(Excerpts from a dataset)
↓↓↓

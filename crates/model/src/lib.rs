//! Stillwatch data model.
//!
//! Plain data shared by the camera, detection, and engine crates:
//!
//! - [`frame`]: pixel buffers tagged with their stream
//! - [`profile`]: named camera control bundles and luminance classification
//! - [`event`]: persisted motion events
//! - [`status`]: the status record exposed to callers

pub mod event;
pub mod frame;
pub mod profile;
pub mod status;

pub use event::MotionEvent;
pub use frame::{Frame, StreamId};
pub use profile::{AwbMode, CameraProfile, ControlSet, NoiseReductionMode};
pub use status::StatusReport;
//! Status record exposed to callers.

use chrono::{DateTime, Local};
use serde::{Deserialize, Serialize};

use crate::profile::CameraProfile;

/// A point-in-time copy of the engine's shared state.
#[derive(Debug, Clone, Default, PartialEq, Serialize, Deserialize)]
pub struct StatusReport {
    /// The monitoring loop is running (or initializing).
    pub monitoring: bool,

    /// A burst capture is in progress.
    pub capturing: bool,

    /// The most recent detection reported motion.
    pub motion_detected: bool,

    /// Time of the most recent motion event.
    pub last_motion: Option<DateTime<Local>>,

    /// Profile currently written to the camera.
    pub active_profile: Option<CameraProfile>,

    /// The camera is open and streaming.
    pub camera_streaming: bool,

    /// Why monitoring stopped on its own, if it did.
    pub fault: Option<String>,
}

↑↑↑

If the word "record" appears in a line above, copy that line.

TASK OUTPUT.
//! - [`status`]: the status record exposed to callers
//! Status record exposed to callers.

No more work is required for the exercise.